1. Division of Neuroscience Baylor College of Medicine, Houston, Texas 77030-3498, USA
2. Department of Molecular Physiology & Biophysics, Baylor College of Medicine, Houston, Texas 77030-3498, USA
3. Vollum Institute for Biomedical Research, Oregon Health Science University, Portland, Oregon 97201, USA

Correspondence to: John A. Dani¹ Correspondence and requests for materials should be addressed to J.A.D. (e-mail: Email: jdani@bcm.tmc.edu).

Abstract

Tobacco use in developed countries is estimated to be the single largest cause of premature death¹. Nicotine is the primary component of tobacco that drives use, and like other addictive drugs, nicotine reinforces self-administration and place preference in animal studies^{2, 3, 4, 5}. Midbrain dopamine neurons normally help toshape behaviour by reinforcing biologically rewarding events, but addictive drugs such as cocaine can inappropriately exert a reinforcing influence by acting upon the mesolimbic dopamine system^{3, 4, 5, 6}. Here we show that the same concentration of nicotine achieved by smokers activates and desensitizes multiple nicotinic receptors thereby regulating the activity of mesolimbic dopamine neurons.

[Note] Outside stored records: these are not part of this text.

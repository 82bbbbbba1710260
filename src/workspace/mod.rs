//! Per-run workspace directory.
//!
//! Owns the naming of every artifact a run produces and guards against
//! reusing a directory left behind by an earlier run.

pub mod layout;

pub use layout::{derive_base_name, image_path_for, Workspace};
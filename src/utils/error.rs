//! Error types for the entire application.
//!
//! We use `thiserror` for library-style errors with custom types,
//! and `anyhow` for application-level error propagation in main.rs and commands.

use std::path::PathBuf;
use std::process::ExitStatus;
use thiserror::Error;

/// Fatal conditions checked before any work is done
#[derive(Error, Debug)]
pub enum PreconditionError {
    #[error(
        "FlameGraph script not found at {}\nPlease clone the FlameGraph repository using:\ngit clone {repo}",
        .path.display()
    )]
    RendererMissing { path: PathBuf, repo: String },

    #[error("FlameGraph script at {} is not a regular file", .0.display())]
    RendererNotFile(PathBuf),

    #[error(
        "The directory {} already exists.\nTo clean it up, you can run the following command:\nrm -rf {}\nPlease review and run this command manually if you want to clean up, then re-run.",
        .0.display(),
        .0.display()
    )]
    WorkspaceExists(PathBuf),

    #[error("Cannot derive a workspace name from input: {}", .0.display())]
    InvalidInputName(PathBuf),

    #[error("Failed to create workspace {}: {source}", .path.display())]
    WorkspaceCreate {
        path: PathBuf,
        #[source]
        source: std::io::Error,
    },
}

/// Errors that can occur while decompressing the input archive
#[derive(Error, Debug)]
pub enum DecompressError {
    #[error("Cannot open input archive {}: {source}", .path.display())]
    OpenInput {
        path: PathBuf,
        #[source]
        source: std::io::Error,
    },

    #[error("Cannot create decompressed trace {}: {source}", .path.display())]
    CreateOutput {
        path: PathBuf,
        #[source]
        source: std::io::Error,
    },

    #[error("Decompression of {} failed: {source}", .path.display())]
    Stream {
        path: PathBuf,
        #[source]
        source: std::io::Error,
    },
}

/// Errors that can occur while chunking the decompressed trace
#[derive(Error, Debug)]
pub enum SplitError {
    #[error("Failed to run splitter `{program}`: {source}")]
    Spawn {
        program: String,
        #[source]
        source: std::io::Error,
    },

    #[error("Splitter `{program}` exited with {status}")]
    ExitStatus { program: String, status: ExitStatus },

    #[error("Cannot list chunks in {}: {source}", .dir.display())]
    ReadDir {
        dir: PathBuf,
        #[source]
        source: std::io::Error,
    },
}

/// Errors for a single chunk's render invocation
#[derive(Error, Debug)]
pub enum RenderError {
    #[error("Cannot open chunk {}: {source}", .chunk.display())]
    OpenChunk {
        chunk: PathBuf,
        #[source]
        source: std::io::Error,
    },

    #[error("Cannot create image {}: {source}", .image.display())]
    CreateImage {
        image: PathBuf,
        #[source]
        source: std::io::Error,
    },

    #[error("Failed to run renderer {}: {source}", .script.display())]
    Spawn {
        script: PathBuf,
        #[source]
        source: std::io::Error,
    },

    #[error("Renderer exited with {status} for chunk {}", .chunk.display())]
    ExitStatus { chunk: PathBuf, status: ExitStatus },
}

/// Errors launching the image viewer
#[derive(Error, Debug)]
pub enum ViewerError {
    #[error("Failed to launch viewer `{program}` for {}: {source}", .image.display())]
    Spawn {
        program: String,
        image: PathBuf,
        #[source]
        source: std::io::Error,
    },
}

/// Errors parsing a chunk size string such as `25M`
#[derive(Error, Debug, PartialEq, Eq)]
pub enum SizeError {
    #[error("Chunk size cannot be empty")]
    Empty,

    #[error("Invalid chunk size: {0}")]
    Invalid(String),

    #[error("Chunk size must be greater than zero")]
    Zero,

    #[error("Chunk size is too large: {0}")]
    Overflow(String),
}

/// Errors writing or reading the run manifest
#[derive(Error, Debug)]
pub enum OutputError {
    #[error("Failed to write file: {0}")]
    WriteFailed(#[from] std::io::Error),

    #[error("Failed to serialize JSON: {0}")]
    SerializationFailed(#[from] serde_json::Error),
}
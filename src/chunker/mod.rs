//! Splitting the decompressed trace into fixed-size chunks.

pub mod split;

pub use split::{list_chunks, Splitter};
//! Workspace directory naming and creation.
//!
//! The workspace for `foo.xt.gz` is `<root>/foo_flamegraphs`. It is created
//! exactly once per run and never removed by the tool.

use crate::utils::config::{
    ARCHIVE_EXTENSION, CHUNK_PREFIX, IMAGE_EXTENSION, MANIFEST_FILE_NAME, TRACE_EXTENSION,
    WORKSPACE_SUFFIX,
};
use crate::utils::error::PreconditionError;
use log::{debug, info};
use std::fs;
use std::path::{Path, PathBuf};

/// All artifact paths for a single run
#[derive(Debug, Clone, PartialEq, Eq)]
pub struct Workspace {
    dir: PathBuf,
    base_name: String,
}

impl Workspace {
    /// Compute the workspace for `input` under `root` without touching disk
    pub fn for_input(input: &Path, root: &Path) -> Result<Self, PreconditionError> {
        let base_name = derive_base_name(input)
            .ok_or_else(|| PreconditionError::InvalidInputName(input.to_path_buf()))?;

        Ok(Self {
            dir: root.join(format!("{}{}", base_name, WORKSPACE_SUFFIX)),
            base_name,
        })
    }

    /// Fail if the directory already exists, otherwise create it
    ///
    /// The parent must already exist. An existing directory is left untouched.
    pub fn create(&self) -> Result<(), PreconditionError> {
        self.ensure_absent()?;

        debug!("Creating workspace: {}", self.dir.display());
        fs::create_dir(&self.dir).map_err(|source| PreconditionError::WorkspaceCreate {
            path: self.dir.clone(),
            source,
        })?;

        info!("Workspace created: {}", self.dir.display());
        Ok(())
    }

    /// Error out when a previous run's output is still present
    pub fn ensure_absent(&self) -> Result<(), PreconditionError> {
        // symlink_metadata so a dangling link still counts as "exists"
        if fs::symlink_metadata(&self.dir).is_ok() {
            return Err(PreconditionError::WorkspaceExists(self.dir.clone()));
        }
        Ok(())
    }

    pub fn dir(&self) -> &Path {
        &self.dir
    }

    pub fn base_name(&self) -> &str {
        &self.base_name
    }

    /// Decompressed trace: `<dir>/<base>.xt`
    pub fn trace_path(&self) -> PathBuf {
        self.dir.join(format!("{}.{}", self.base_name, TRACE_EXTENSION))
    }

    /// Prefix the splitter writes chunks under: `<dir>/trace_part_`
    pub fn chunk_prefix(&self) -> PathBuf {
        self.dir.join(CHUNK_PREFIX)
    }

    pub fn manifest_path(&self) -> PathBuf {
        self.dir.join(MANIFEST_FILE_NAME)
    }

    /// Shell command the user can run to remove this workspace
    pub fn cleanup_command(&self) -> String {
        format!("rm -rf {}", self.dir.display())
    }
}

/// Image path for a chunk: `<chunk>.svg` next to the chunk
pub fn image_path_for(chunk: &Path) -> PathBuf {
    let mut name = chunk.file_name().unwrap_or_default().to_os_string();
    name.push(".");
    name.push(IMAGE_EXTENSION);
    chunk.with_file_name(name)
}

/// Strip `.gz` then `.xt` from the input's file name
///
/// Returns `None` when nothing usable is left.
pub fn derive_base_name(input: &Path) -> Option<String> {
    let file_name = input.file_name()?.to_str()?;

    let without_gz = strip_extension(file_name, ARCHIVE_EXTENSION);
    let base = strip_extension(without_gz, TRACE_EXTENSION);

    if base.is_empty() || base == "." || base == ".." {
        None
    } else {
        Some(base.to_string())
    }
}

fn strip_extension<'a>(name: &'a str, ext: &str) -> &'a str {
    name.strip_suffix(ext)
        .and_then(|rest| rest.strip_suffix('.'))
        .unwrap_or(name)
}
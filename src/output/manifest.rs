//! Run manifest written into the workspace.
//!
//! `run.json` records what a run did so a workspace left on disk can be
//! understood later without re-running the tool.

use crate::flamegraph::RenderReport;
use crate::utils::error::OutputError;
use chrono::Utc;
use log::{debug, info};
use serde::{Deserialize, Serialize};
use std::fs::File;
use std::io::{BufReader, BufWriter, Write};
use std::path::{Path, PathBuf};

/// Summary of one run
#[derive(Debug, Clone, PartialEq, Serialize, Deserialize)]
pub struct RunManifest {
    pub version: String,
    pub generated_at: String,
    pub input: String,
    pub split_size: String,
    pub width: usize,
    pub decompressed_bytes: u64,
    pub chunks: Vec<String>,
    pub images: Vec<String>,
    #[serde(default, skip_serializing_if = "Vec::is_empty")]
    pub failures: Vec<FailedChunk>,
}

#[derive(Debug, Clone, PartialEq, Serialize, Deserialize)]
pub struct FailedChunk {
    pub chunk: String,
    pub error: String,
}

impl RunManifest {
    /// Build a manifest stamped with the current time
    pub fn new(
        input: &Path,
        split_size: &str,
        width: usize,
        decompressed_bytes: u64,
        chunks: &[PathBuf],
        report: &RenderReport,
    ) -> Self {
        Self {
            version: env!("CARGO_PKG_VERSION").to_string(),
            generated_at: Utc::now().to_rfc3339(),
            input: input.display().to_string(),
            split_size: split_size.to_string(),
            width,
            decompressed_bytes,
            chunks: chunks.iter().map(|c| file_name(c)).collect(),
            images: report.images.iter().map(|i| file_name(i)).collect(),
            failures: report
                .failures
                .iter()
                .map(|f| FailedChunk {
                    chunk: file_name(&f.chunk),
                    error: f.error.to_string(),
                })
                .collect(),
        }
    }
}

fn file_name(path: &Path) -> String {
    path.file_name()
        .map(|n| n.to_string_lossy().into_owned())
        .unwrap_or_else(|| path.display().to_string())
}

/// Write the manifest as pretty JSON
pub fn write_manifest(manifest: &RunManifest, path: &Path) -> Result<(), OutputError> {
    info!("Writing run manifest to: {}", path.display());

    let file = File::create(path)?;
    let mut writer = BufWriter::new(file);

    serde_json::to_writer_pretty(&mut writer, manifest)?;
    writer.write_all(b"\n")?;
    writer.flush()?;

    debug!("Manifest lists {} chunks", manifest.chunks.len());
    Ok(())
}

/// Read a manifest back from disk
pub fn read_manifest(path: &Path) -> Result<RunManifest, OutputError> {
    let file = File::open(path)?;
    let manifest = serde_json::from_reader(BufReader::new(file))?;
    Ok(manifest)
}
//! Agent configuration (skylight.toml)
//!
//! ```toml
//! library_path = "/opt/skylight/libskylight.so"
//!
//! [env]
//! SKYLIGHT_AUTHENTICATION = "abc123"
//! SKYLIGHT_VERSION = "5.0.0"
//! ```
//!
//! The `[env]` table is what `instrumenter_new` receives, flattened into
//! `[KEY, VALUE, KEY, VALUE, ...]`. Process environment variables can
//! override both parts; see [`SkylightConfig::with_env_overrides`].

use std::collections::BTreeMap;
use std::path::{Path, PathBuf};

use serde::{Deserialize, Serialize};
use thiserror::Error;

use crate::gate::{Gate, LoadStatus};
use crate::instrumenter::MAX_ENV_ENTRIES;
use crate::loader::LoadError;

/// Variable that overrides `library_path`
pub const LIB_PATH_VAR: &str = "SKYLIGHT_LIB_PATH";

/// Prefix of variables merged into `env`
pub const ENV_PREFIX: &str = "SKYLIGHT_";

/// Errors that can occur while loading configuration
#[derive(Debug, Error)]
pub enum ConfigError {
    /// Failed to read config file
    #[error("Failed to read config file: {0}")]
    Io(#[from] std::io::Error),

    /// Failed to parse TOML
    #[error("Failed to parse config: {0}")]
    Parse(#[from] toml::de::Error),

    /// Failed to render TOML
    #[error("Failed to serialize config: {0}")]
    Serialize(#[from] toml::ser::Error),

    /// Validation error
    #[error("Invalid config: {0}")]
    Validation(String),

    /// Neither the file nor the environment named a library
    #[error("No libskylight path configured (set library_path or SKYLIGHT_LIB_PATH)")]
    MissingLibraryPath,

    /// The configured library could not be loaded
    #[error("Failed to load libskylight: {0}")]
    Load(#[from] LoadError),
}

/// Where libskylight lives and what it is told at startup
#[derive(Debug, Clone, Default, Serialize, Deserialize, PartialEq, Eq)]
#[serde(deny_unknown_fields)]
pub struct SkylightConfig {
    /// Path of the shared library
    #[serde(default, skip_serializing_if = "Option::is_none")]
    pub library_path: Option<PathBuf>,

    /// Settings handed to the instrumenter
    #[serde(default)]
    pub env: BTreeMap<String, String>,
}

impl SkylightConfig {
    /// Load a config from a file
    pub fn from_file(path: &Path) -> Result<Self, ConfigError> {
        let content = std::fs::read_to_string(path)?;
        Self::from_str(&content)
    }

    /// Render the config back to skylight.toml form
    pub fn to_toml_string(&self) -> Result<String, ConfigError> {
        Ok(toml::to_string(self)?)
    }

    /// Parse a config from a string
    #[allow(clippy::should_implement_trait)]
    pub fn from_str(content: &str) -> Result<Self, ConfigError> {
        let config: SkylightConfig = toml::from_str(content)?;
        config.validate()?;
        Ok(config)
    }

    /// Apply overrides from the process environment
    pub fn with_env_overrides(self) -> Result<Self, ConfigError> {
        self.with_overrides(std::env::vars_os().filter_map(|(key, value)| {
            Some((key.into_string().ok()?, value.into_string().ok()?))
        }))
    }

    /// Apply overrides from `vars`.
    ///
    /// `SKYLIGHT_LIB_PATH` replaces `library_path`; every other
    /// `SKYLIGHT_*` variable is merged into `env`, replacing a value the
    /// file set for the same key.
    pub fn with_overrides<I>(mut self, vars: I) -> Result<Self, ConfigError>
    where
        I: IntoIterator<Item = (String, String)>,
    {
        for (key, value) in vars {
            if key == LIB_PATH_VAR {
                if !value.is_empty() {
                    self.library_path = Some(PathBuf::from(value));
                }
            } else if key.starts_with(ENV_PREFIX) {
                self.env.insert(key, value);
            }
        }
        self.validate()?;
        Ok(self)
    }

    /// Validate the config
    pub fn validate(&self) -> Result<(), ConfigError> {
        for key in self.env.keys() {
            validate_key(key)?;
        }

        let entries = self.env.len() * 2;
        if entries > MAX_ENV_ENTRIES {
            return Err(ConfigError::Validation(format!(
                "{} env settings flatten to {} entries, at most {} are allowed",
                self.env.len(),
                entries,
                MAX_ENV_ENTRIES
            )));
        }

        if let Some(path) = &self.library_path {
            if path.as_os_str().is_empty() {
                return Err(ConfigError::Validation(
                    "library_path cannot be empty".to_string(),
                ));
            }
        }

        Ok(())
    }

    /// `env` flattened in key order
    pub fn env_pairs(&self) -> Vec<Vec<u8>> {
        self.env
            .iter()
            .flat_map(|(key, value)| [key.as_bytes().to_vec(), value.as_bytes().to_vec()])
            .collect()
    }

    /// Load the configured library into `gate`
    pub fn load_library(&self, gate: &Gate) -> Result<LoadStatus, ConfigError> {
        let path = self
            .library_path
            .as_deref()
            .ok_or(ConfigError::MissingLibraryPath)?;
        Ok(gate.load(path)?)
    }
}

fn validate_key(key: &str) -> Result<(), ConfigError> {
    if key.is_empty() {
        return Err(ConfigError::Validation(
            "env key cannot be empty".to_string(),
        ));
    }
    if key.contains('=') || key.contains('\0') {
        return Err(ConfigError::Validation(format!(
            "Invalid env key: {:?}. Keys cannot contain '=' or NUL",
            key
        )));
    }
    Ok(())
}

#[cfg(test)]
mod tests {
    use super::*;
    use std::io::Write;

    fn vars(pairs: &[(&str, &str)]) -> Vec<(String, String)> {
        pairs
            .iter()
            .map(|(k, v)| (k.to_string(), v.to_string()))
            .collect()
    }

    #[test]
    fn test_parse_config() {
        let config = SkylightConfig::from_str(
            r#"
library_path = "/opt/skylight/libskylight.so"

[env]
SKYLIGHT_VERSION = "5.0.0"
SKYLIGHT_AUTHENTICATION = "abc123"
"#,
        )
        .unwrap();

        assert_eq!(
            config.library_path.as_deref(),
            Some(Path::new("/opt/skylight/libskylight.so"))
        );
        assert_eq!(config.env.len(), 2);
    }

    #[test]
    fn test_empty_config() {
        let config = SkylightConfig::from_str("").unwrap();
        assert_eq!(config, SkylightConfig::default());
        assert!(config.env_pairs().is_empty());
    }

    #[test]
    fn test_env_pairs_are_sorted_and_flat() {
        let config = SkylightConfig::from_str(
            r#"
[env]
SKYLIGHT_VERSION = "5.0.0"
SKYLIGHT_AUTHENTICATION = "abc123"
"#,
        )
        .unwrap();

        assert_eq!(
            config.env_pairs(),
            vec![
                b"SKYLIGHT_AUTHENTICATION".to_vec(),
                b"abc123".to_vec(),
                b"SKYLIGHT_VERSION".to_vec(),
                b"5.0.0".to_vec(),
            ]
        );
    }

    #[test]
    fn test_invalid_keys() {
        assert!(matches!(
            SkylightConfig::from_str("[env]\n\"\" = \"x\"\n"),
            Err(ConfigError::Validation(_))
        ));
        assert!(matches!(
            SkylightConfig::from_str("[env]\n\"A=B\" = \"x\"\n"),
            Err(ConfigError::Validation(_))
        ));
    }

    #[test]
    fn test_unknown_field_is_parse_error() {
        assert!(matches!(
            SkylightConfig::from_str("libary_path = \"/x\"\n"),
            Err(ConfigError::Parse(_))
        ));
    }

    #[test]
    fn test_env_bound() {
        let mut config = SkylightConfig::default();
        for i in 0..MAX_ENV_ENTRIES / 2 {
            config.env.insert(format!("SKYLIGHT_K{}", i), "v".to_string());
        }
        assert!(config.validate().is_ok());
        assert_eq!(config.env_pairs().len(), 254);

        config.env.insert("SKYLIGHT_ONE_MORE".to_string(), "v".to_string());
        assert!(matches!(config.validate(), Err(ConfigError::Validation(_))));
    }

    #[test]
    fn test_overrides() {
        let config = SkylightConfig::from_str(
            r#"
library_path = "/from/file.so"

[env]
SKYLIGHT_VERSION = "5.0.0"
"#,
        )
        .unwrap()
        .with_overrides(vars(&[
            ("SKYLIGHT_LIB_PATH", "/from/env.so"),
            ("SKYLIGHT_VERSION", "5.1.0"),
            ("SKYLIGHT_LAZY_START", "true"),
            ("HOME", "/root"),
        ]))
        .unwrap();

        assert_eq!(config.library_path.as_deref(), Some(Path::new("/from/env.so")));
        assert_eq!(config.env.get("SKYLIGHT_VERSION").map(String::as_str), Some("5.1.0"));
        assert_eq!(config.env.get("SKYLIGHT_LAZY_START").map(String::as_str), Some("true"));
        assert!(!config.env.contains_key("HOME"));
        assert!(!config.env.contains_key("SKYLIGHT_LIB_PATH"));
    }

    #[test]
    fn test_from_file() {
        let mut file = tempfile::NamedTempFile::new().unwrap();
        writeln!(file, "library_path = \"/opt/libskylight.so\"").unwrap();
        let config = SkylightConfig::from_file(file.path()).unwrap();
        assert_eq!(
            config.library_path.as_deref(),
            Some(Path::new("/opt/libskylight.so"))
        );
    }

    #[test]
    fn test_missing_file() {
        let dir = tempfile::tempdir().unwrap();
        assert!(matches!(
            SkylightConfig::from_file(&dir.path().join("skylight.toml")),
            Err(ConfigError::Io(_))
        ));
    }

    #[test]
    fn test_load_library_needs_path() {
        let gate = Gate::new();
        assert!(matches!(
            SkylightConfig::default().load_library(&gate),
            Err(ConfigError::MissingLibraryPath)
        ));

        let config = SkylightConfig {
            library_path: Some(PathBuf::from("/nonexistent/libskylight.so")),
            env: BTreeMap::new(),
        };
        assert!(matches!(
            config.load_library(&gate),
            Err(ConfigError::Load(LoadError::NotFound { .. }))
        ));
        assert!(!gate.is_loaded());
    }

    #[test]
    fn test_toml_output_parses_back() {
        let config = SkylightConfig::default()
            .with_overrides(vars(&[
                ("SKYLIGHT_LIB_PATH", "/opt/skylight/libskylight.so"),
                ("SKYLIGHT_VERSION", "5.0.0"),
            ]))
            .unwrap();

        let rendered = config.to_toml_string().unwrap();
        assert!(rendered.contains("library_path = \"/opt/skylight/libskylight.so\""));
        assert_eq!(SkylightConfig::from_str(&rendered).unwrap(), config);
    }

    #[test]
    fn test_toml_output_omits_unset_library_path() {
        let rendered = SkylightConfig::default().to_toml_string().unwrap();
        assert!(!rendered.contains("library_path"));
        assert_eq!(
            SkylightConfig::from_str(&rendered).unwrap(),
            SkylightConfig::default()
        );
    }
}
//! In-memory stand-in for libskylight
//!
//! [`fake_api`] returns a [`SkylightApi`] whose entry points are plain Rust
//! `extern "C"` functions over boxed fake instrumenters and traces. It
//! follows the native contract closely enough to exercise the bridge: it
//! hands out and frees pointers, consumes traces on submission, refuses
//! unknown or closed spans, and writes into caller buffers for the lexer.
//!
//! Any input buffer equal to [`REJECT`] makes the receiving call return a
//! failure status, which is how tests reach native error paths.
//!
//! Allocation and free counts are kept per thread (see [`counters`]), so
//! tests running in parallel do not see each other's handles.

use std::cell::Cell;
use std::collections::HashMap;
use std::os::raw::c_int;
use std::sync::atomic::{AtomicU64, Ordering};

use parking_lot::Mutex;

use crate::gate::Gate;
use crate::instrumenter::Instrumenter;
use crate::sys::{SkyBuf, SkyInstrumenter, SkyTrace, SkylightApi};
use crate::trace::Trace;

/// Input that every fake entry point refuses
pub const REJECT: &[u8] = b"__skylight_reject__";

/// Distinct descriptions tracked per endpoint before `track_desc` says no
pub const DESCRIPTIONS_PER_ENDPOINT: usize = 2;

const OK: c_int = 0;
const FAIL: c_int = -1;

// ============================================================================
// Counters
// ============================================================================

/// Per-thread tallies of fake native allocations and frees
#[derive(Debug, Default, Clone, Copy, PartialEq, Eq)]
pub struct Counters {
    /// Successful `sky_instrumenter_new` calls
    pub instrumenters_created: usize,
    /// `sky_instrumenter_free` calls
    pub instrumenters_freed: usize,
    /// Successful `sky_trace_new` calls
    pub traces_created: usize,
    /// `sky_trace_free` calls
    pub traces_freed: usize,
    /// Traces consumed (and freed) by `sky_instrumenter_submit_trace`
    pub traces_submitted: usize,
}

impl Counters {
    /// Difference between now and an earlier snapshot
    pub fn since(&self, before: &Counters) -> Counters {
        Counters {
            instrumenters_created: self.instrumenters_created - before.instrumenters_created,
            instrumenters_freed: self.instrumenters_freed - before.instrumenters_freed,
            traces_created: self.traces_created - before.traces_created,
            traces_freed: self.traces_freed - before.traces_freed,
            traces_submitted: self.traces_submitted - before.traces_submitted,
        }
    }
}

thread_local! {
    static COUNTERS: Cell<Counters> = Cell::new(Counters::default());
}

fn bump(f: impl FnOnce(&mut Counters)) {
    COUNTERS.with(|cell| {
        let mut counters = cell.get();
        f(&mut counters);
        cell.set(counters);
    });
}
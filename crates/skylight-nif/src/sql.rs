//! SQL lexer pass-through
//!
//! `sky_lex_sql` normalizes a SQL statement (literals replaced, whitespace
//! collapsed) and extracts a short title. It writes into caller-provided
//! buffers: a fixed title scratch and a statement buffer as long as the
//! input, which is enough because normalization never grows a statement.

use crate::buf::{BufRef, OutBuf};
use crate::error::{BridgeError, BridgeResult};
use crate::gate::Gate;

/// Size of the title scratch buffer handed to `sky_lex_sql`
pub const TITLE_CAPACITY: usize = 128;

/// Both outputs of `sky_lex_sql`
#[derive(Debug, Clone, PartialEq, Eq)]
pub struct LexedSql {
    /// Short title such as `SELECT FROM users`; `None` when libskylight
    /// produced none
    pub title: Option<Vec<u8>>,
    /// Normalized statement, never longer than the input
    pub statement: Vec<u8>,
}

/// Lex `sql`, keeping both the title and the normalized statement.
pub fn lex(gate: &Gate, sql: &[u8]) -> BridgeResult<LexedSql> {
    let lib = gate.libskylight()?;
    let input = BufRef::new(sql);
    let mut title = OutBuf::with_capacity(TITLE_CAPACITY);
    let mut statement = OutBuf::with_capacity(sql.len());

    let code =
        unsafe { (lib.api().lex_sql)(input.raw(), title.as_mut_ptr(), statement.as_mut_ptr()) };
    if code < 0 {
        return Err(BridgeError::LexFailed(code));
    }

    let title = title.into_written();
    Ok(LexedSql {
        title: (!title.is_empty()).then_some(title),
        statement: statement.into_written(),
    })
}

/// Lex `sql` and return only the normalized statement.
pub fn lex_sql(gate: &Gate, sql: &[u8]) -> BridgeResult<Vec<u8>> {
    lex(gate, sql).map(|lexed| lexed.statement)
}

#[cfg(test)]
mod tests {
    use super::*;
    use crate::testing;

    #[test]
    fn test_lex_sql_requires_loaded_gate() {
        let gate = Gate::new();
        assert!(matches!(
            lex_sql(&gate, b"SELECT 1"),
            Err(BridgeError::NotLoaded)
        ));
    }

    #[test]
    fn test_lex_sql_normalizes() {
        let gate = testing::loaded_gate();
        let sql = b"SELECT * FROM users WHERE id = 1";
        let statement = lex_sql(&gate, sql).unwrap();
        assert_eq!(statement, b"SELECT * FROM users WHERE id = ?");
        assert!(statement.len() <= sql.len());
    }

    #[test]
    fn test_lex_sql_is_deterministic() {
        let gate = testing::loaded_gate();
        let sql = b"SELECT  name FROM   users WHERE email = 'a@b.c' LIMIT 10";
        let first = lex_sql(&gate, sql).unwrap();
        for _ in 0..5 {
            assert_eq!(lex_sql(&gate, sql).unwrap(), first);
        }
        assert!(first.len() <= sql.len());
    }

    #[test]
    fn test_lex_keeps_title() {
        let gate = testing::loaded_gate();
        let lexed = lex(&gate, b"SELECT * FROM users WHERE id = 1").unwrap();
        assert_eq!(lexed.title.as_deref(), Some(&b"SELECT FROM users"[..]));
    }

    #[test]
    fn test_lex_empty_input() {
        let gate = testing::loaded_gate();
        let lexed = lex(&gate, b"").unwrap();
        assert!(lexed.statement.is_empty());
        assert_eq!(lexed.title, None);
    }

    #[test]
    fn test_lex_failure() {
        let gate = testing::loaded_gate();
        assert!(matches!(
            lex_sql(&gate, testing::REJECT),
            Err(BridgeError::LexFailed(code)) if code < 0
        ));
    }
}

Initial application of nicotine can increase the activity of the dopamine neurons, which could mediate the rewarding aspects of tobacco use. Prolonged exposure to even these low concentrations of nicotine, however, can cause desensitization of the nicotinic receptors, which helps to explain acute tolerance to nicotine's effects. The effects suggest a cellular basis for reports that the first cigarette of the day is the most pleasurable, whereas the effect of subsequent cigarettes may depend on the interplay between activation and desensitization of multiple nicotinic receptors⁵.